Let's pare away the reflexion part of this problem and just say we have a Gaussian field launched with a phase perturbation on it: i.e. let's for simplicity say that we have a scalar field (one of the EM field's Cartesian components, or one of the Lorenz gauged four-potential components). Then on a transverse cross section through the beam we have a variation in this scalar field given by:
\begin{equation}
\begin{split}
\Psi(x,y,z) &= E_0 \frac{w_0}{w(z)} \exp \bigg(-(x^2+y^2)\left(\frac{1}{w(z)^2}+i\frac{\pi}{\lambda \,R(z)}\right) + \\
&\hphantom{=E_0 \frac{w_0}{w(z)} \exp \bigg(}
i \arctan\left(\frac{z}{z_R}\right) + i\,\phi(x,y)\bigg)\\
&= \Psi_{0,0}(x,y,z) \exp(i\,\phi(x,y))
\end{split}
\tag{1}
\end{equation}
where $w(z) = w_0\, \sqrt{1 + \frac{z^2}{z_R^2}}$ is the beam waist width in the current transverse plane, $w_0$ the waist width in the focal plane, $R(z) = z + \frac{z_R}{z}$ the beam radius of curvature (i.e. distance from focus), $z_R = \pi w_0^2 / \lambda$ is the so called Rayleigh range defining the shape of the ellipsoidal wavefronts (which converge to spherical ones for $z\gg z_R$) and $\phi(x,y)$ the stochastic phase perturbation wrought by the surface roughness (related in this case to the surface roughness $s(x,y)$ by $\phi(x,y) = 4\pi s(x,y) / (\lambda\sin\theta)$, in your original notation. So your question now is, what effect on the beam as it propagates is wrought by the perturbation $\phi(x,y)$?

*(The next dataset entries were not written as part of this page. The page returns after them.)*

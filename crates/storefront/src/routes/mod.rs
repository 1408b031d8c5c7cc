//! HTTP route handlers for the storefront.
//!
//! # Route Structure
//!
//! ```text
//! GET  /                         - Home page (hero, marquee, vault, archive)
//! GET  /health                   - Liveness check
//! GET  /health/ready             - Readiness (content facade synced)
//! GET  /fomo                     - FOMO ticker fragment (HTMX polling)
//!
//! # Vault
//! GET  /products/{id}            - Piece detail page
//! GET  /products/{id}/quick-view - Quick view fragment (HTMX)
//!
//! # Cart (HTMX fragments)
//! GET  /cart                     - Cart page
//! POST /cart/add                 - Add piece (returns cart panel fragment)
//! POST /cart/remove              - Remove piece (returns cart panel fragment)
//! GET  /cart/count               - Cart count badge (fragment)
//!
//! # Policies
//! GET  /pages/{slug}             - Policy page (authenticity, shipping, ...)
//!
//! # Curator (public AI features)
//! POST /curator/analyze          - Garment photo analysis (fragment)
//! GET  /curator/live             - Live voice session (WebSocket)
//!
//! # Admin (session-gated)
//! GET  /admin/login              - Login page
//! POST /admin/login              - Login action
//! POST /admin/logout             - Logout action
//! GET  /admin                    - Editor dashboard
//! POST /admin/content/hero       - Update hero copy
//! POST /admin/content/marquee    - Update marquee strings
//! POST /admin/content/fomo       - Update FOMO pool
//! POST /admin/products           - Upsert product
//! POST /admin/products/{id}/delete - Delete product
//! POST /admin/archive            - Upsert archive entry
//! POST /admin/archive/{id}/delete  - Delete archive entry
//! POST /admin/reset              - Reset content to defaults (confirmed)
//! POST /admin/media/upload       - Upload an asset to the media CDN
//! POST /admin/concept            - Generate a concept render (fragment)
//! ```

pub mod admin;
pub mod cart;
pub mod curator;
pub mod home;
pub mod pages;
pub mod products;

use axum::{
    Router,
    extract::State,
    http::StatusCode,
    routing::{get, post},
};

use crate::state::AppState;

/// Create the product routes router.
pub fn product_routes() -> Router<AppState> {
    Router::new()
        .route("/{id}", get(products::show))
        .route("/{id}/quick-view", get(products::quick_view))
}

/// Create the cart routes router.
pub fn cart_routes() -> Router<AppState> {
    Router::new()
        .route("/", get(cart::show))
        .route("/add", post(cart::add))
        .route("/remove", post(cart::remove))
        .route("/count", get(cart::count))
}

/// Create the curator routes router.
pub fn curator_routes() -> Router<AppState> {
    Router::new()
        .route("/analyze", post(curator::analyze))
        .route("/live", get(curator::live))
}

/// Create the admin routes router.
pub fn admin_routes() -> Router<AppState> {
    Router::new()
        .route("/", get(admin::dashboard))
        .route("/login", get(admin::login_page).post(admin::login))
        .route("/logout", post(admin::logout))
        .route("/content/hero", post(admin::update_hero))
        .route("/content/marquee", post(admin::update_marquee))
        .route("/content/fomo", post(admin::update_fomo))
        .route("/products", post(admin::upsert_product))
        .route("/products/{id}/delete", post(admin::delete_product))
        .route("/archive", post(admin::upsert_archive_item))
        .route("/archive/{id}/delete", post(admin::delete_archive_item))
        .route("/reset", post(admin::reset))
        .route("/media/upload", post(admin::upload_media))
        .route("/concept", post(admin::generate_concept))
}

/// Create all routes for the storefront.
pub fn routes() -> Router<AppState> {
    Router::new()
        .route("/", get(home::home))
        .route("/health", get(health))
        .route("/health/ready", get(readiness))
        .route("/fomo", get(home::fomo))
        .nest("/products", product_routes())
        .nest("/cart", cart_routes())
        .route("/pages/{slug}", get(pages::show))
        .nest("/curator", curator_routes())
        .nest("/admin", admin_routes())
}

/// Liveness health check endpoint.
///
/// Returns "ok" if the server is running. Does not check dependencies.
async fn health() -> &'static str {
    "ok"
}

/// Readiness health check endpoint.
///
/// Ready once the content facade has finished its initial sync attempt
/// (successful or not - the site serves cached/default content either way).
async fn readiness(State(state): State<AppState>) -> StatusCode {
    if state.content().is_loading() {
        StatusCode::SERVICE_UNAVAILABLE
    } else {
        StatusCode::OK
    }
}
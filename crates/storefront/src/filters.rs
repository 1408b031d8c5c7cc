//! Custom Askama template filters.

#![allow(clippy::unnecessary_wraps)]

use std::fmt::Display;

use crate::services::media;

/// Request an optimized 800px-wide delivery variant of a CDN image URL.
///
/// Usage in templates: `{{ product.image_url|vault_image }}`
#[askama::filter_fn]
pub fn vault_image(url: impl Display, _env: &dyn askama::Values) -> askama::Result<String> {
    Ok(media::optimize_delivery_url(
        &url.to_string(),
        media::DEFAULT_DELIVERY_WIDTH,
    ))
}

/// Request a 320px-wide thumbnail variant of a CDN image URL.
///
/// Usage in templates: `{{ product.image_url|thumb_image }}`
#[askama::filter_fn]
pub fn thumb_image(url: impl Display, _env: &dyn askama::Values) -> askama::Result<String> {
    Ok(media::optimize_delivery_url(&url.to_string(), 320))
}
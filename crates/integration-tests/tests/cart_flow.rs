//! Cart behavior through the HTTP surface, session cookie included.

use axum::http::StatusCode;

use pixelpunk_integration_tests::{TestContext, body_string, get, post_form, session_cookie};

#[tokio::test]
async fn add_to_cart_sets_session_and_renders_panel() {
    let ctx = TestContext::new();

    let response = ctx
        .request(post_form("/cart/add", "product_id=PX-001", None))
        .await;
    assert_eq!(response.status(), StatusCode::OK);
    assert!(
        response.headers().get("HX-Trigger").is_some(),
        "add must trigger the cart panel"
    );

    let cookie = session_cookie(&response).expect("session cookie");
    let body = body_string(response).await;
    assert!(body.contains("HYBRID BLAZER // ARCHIVE-01"));
    assert!(body.contains("$240.00"));

    // The count badge sees the same session.
    let response = ctx.request(get("/cart/count", Some(&cookie))).await;
    let body = body_string(response).await;
    assert!(body.contains('1'));
}

#[tokio::test]
async fn adding_twice_keeps_a_single_entry() {
    let ctx = TestContext::new();

    let response = ctx
        .request(post_form("/cart/add", "product_id=PX-001", None))
        .await;
    let cookie = session_cookie(&response).expect("session cookie");

    let response = ctx
        .request(post_form("/cart/add", "product_id=PX-001", Some(&cookie)))
        .await;
    assert_eq!(response.status(), StatusCode::OK);

    let body = body_string(response).await;
    // Still one line: the subtotal is a single blazer.
    assert!(body.contains("$240.00"));
    assert_eq!(body.matches("class=\"cart-line\"").count(), 1);
}

#[tokio::test]
async fn subtotal_sums_distinct_pieces() {
    let ctx = TestContext::new();

    let response = ctx
        .request(post_form("/cart/add", "product_id=PX-001", None))
        .await;
    let cookie = session_cookie(&response).expect("session cookie");

    let response = ctx
        .request(post_form("/cart/add", "product_id=PX-003", Some(&cookie)))
        .await;
    let body = body_string(response).await;
    // $240 + $145
    assert!(body.contains("$385.00"));
}

#[tokio::test]
async fn remove_then_re_add_restores_single_entry() {
    let ctx = TestContext::new();

    let response = ctx
        .request(post_form("/cart/add", "product_id=PX-001", None))
        .await;
    let cookie = session_cookie(&response).expect("session cookie");

    let response = ctx
        .request(post_form("/cart/remove", "product_id=PX-001", Some(&cookie)))
        .await;
    let body = body_string(response).await;
    assert!(body.contains("VAULT ACCESS EMPTY"));

    let response = ctx
        .request(post_form("/cart/add", "product_id=PX-001", Some(&cookie)))
        .await;
    let body = body_string(response).await;
    assert!(body.contains("$240.00"));
}

#[tokio::test]
async fn sold_pieces_cannot_be_carted() {
    let ctx = TestContext::new();

    // PX-002 ships as sold in the default dataset.
    let response = ctx
        .request(post_form("/cart/add", "product_id=PX-002", None))
        .await;
    assert_eq!(response.status(), StatusCode::OK);

    let body = body_string(response).await;
    assert!(body.contains("VAULT ACCESS EMPTY"));
}

#[tokio::test]
async fn unknown_piece_leaves_cart_untouched() {
    let ctx = TestContext::new();

    let response = ctx
        .request(post_form("/cart/add", "product_id=PX-404", None))
        .await;
    assert_eq!(response.status(), StatusCode::OK);

    let body = body_string(response).await;
    assert!(body.contains("VAULT ACCESS EMPTY"));
}
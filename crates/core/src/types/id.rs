//! Newtype IDs for type-safe entity references.
//!
//! Use the `define_id!` macro to create type-safe ID wrappers that prevent
//! accidentally mixing IDs from different entity types. IDs in the archive
//! are external-facing, stable strings (e.g. `PX-001`, `arch-01`), so the
//! wrappers hold a `String` rather than a numeric key.

/// Macro to define a type-safe string ID wrapper.
///
/// Creates a newtype wrapper around `String` with:
/// - `Serialize`/`Deserialize` with `#[serde(transparent)]`
/// - `Debug`, `Clone`, `PartialEq`, `Eq`, `Hash`, `Ord`
/// - Conversion methods: `new()`, `as_str()`, `into_inner()`
/// - `From<String>` and `From<&str>` implementations
///
/// # Example
///
/// ```rust
/// # use pixelpunk_core::define_id;
/// define_id!(ProductId);
/// define_id!(ArchiveItemId);
///
/// let product_id = ProductId::new("PX-001");
/// let archive_id = ArchiveItemId::new("arch-01");
///
/// // These are different types, so this won't compile:
/// // let _: ProductId = archive_id;
/// ```
#[macro_export]
macro_rules! define_id {
    ($name:ident) => {
        #[derive(
            Debug,
            Clone,
            PartialEq,
            Eq,
            Hash,
            PartialOrd,
            Ord,
            ::serde::Serialize,
            ::serde::Deserialize,
        )]
        #[serde(transparent)]
        pub struct $name(String);

        impl $name {
            /// Create a new ID from any string-like value.
            #[must_use]
            pub fn new(id: impl Into<String>) -> Self {
                Self(id.into())
            }

            /// Get the underlying string value.
            #[must_use]
            pub fn as_str(&self) -> &str {
                &self.0
            }

            /// Consume the wrapper and return the underlying `String`.
            #[must_use]
            pub fn into_inner(self) -> String {
                self.0
            }
        }

        impl ::core::fmt::Display for $name {
            fn fmt(&self, f: &mut ::core::fmt::Formatter<'_>) -> ::core::fmt::Result {
                write!(f, "{}", self.0)
            }
        }

        impl From<String> for $name {
            fn from(id: String) -> Self {
                Self(id)
            }
        }

        impl From<&str> for $name {
            fn from(id: &str) -> Self {
                Self(id.to_owned())
            }
        }

        impl AsRef<str> for $name {
            fn as_ref(&self) -> &str {
                &self.0
            }
        }
    };
}

// Define standard entity IDs
define_id!(ProductId);
define_id!(ArchiveItemId);

#[cfg(test)]
mod tests {
    use super::*;

    #[test]
    fn test_id_roundtrip() {
        let id = ProductId::new("PX-001");
        assert_eq!(id.as_str(), "PX-001");
        assert_eq!(id.to_string(), "PX-001");
        assert_eq!(ProductId::from("PX-001"), id);
    }

    #[test]
    fn test_id_serde_transparent() {
        let id = ArchiveItemId::new("arch-01");
        let json = serde_json::to_string(&id).expect("serialize");
        assert_eq!(json, "\"arch-01\"");
        let back: ArchiveItemId = serde_json::from_str(&json).expect("deserialize");
        assert_eq!(back, id);
    }
}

The detailed behavior naturally depends on the statistics of $\phi(x,y)$. In my other answer to you for computing wavefront deviations for off-axis mirrors I studied a very similar problem, but there I assumed that the spatial frequencies present were low, so that a $\phi(x,y)$ could be represented by series of Zernike functions with lowish radial and azimuthal orders. Let me "finish" this former answer before shifting on to the other important case, which is where the surface aberration is more often called "surface roughness" or "texture" (as in ISO-10110-8) and the spatial frequencies present in $\phi(x,y)$ are mostly much higher than the reciprocal of the mirror's wavelength. This high frequency case is what I assume for this question - I think the words "surface RMS" without talk of Zernike functions implied this to me - let me know whether I am reading you right. The ISO10110-8 words are "surface roughness" and "surface texture" when one deals with this high frequency case. ISO10110-5 talks of "surface irregularity" to describe the kind of low spatial frequency aberration wontedly resolved into a Zernike function superposition.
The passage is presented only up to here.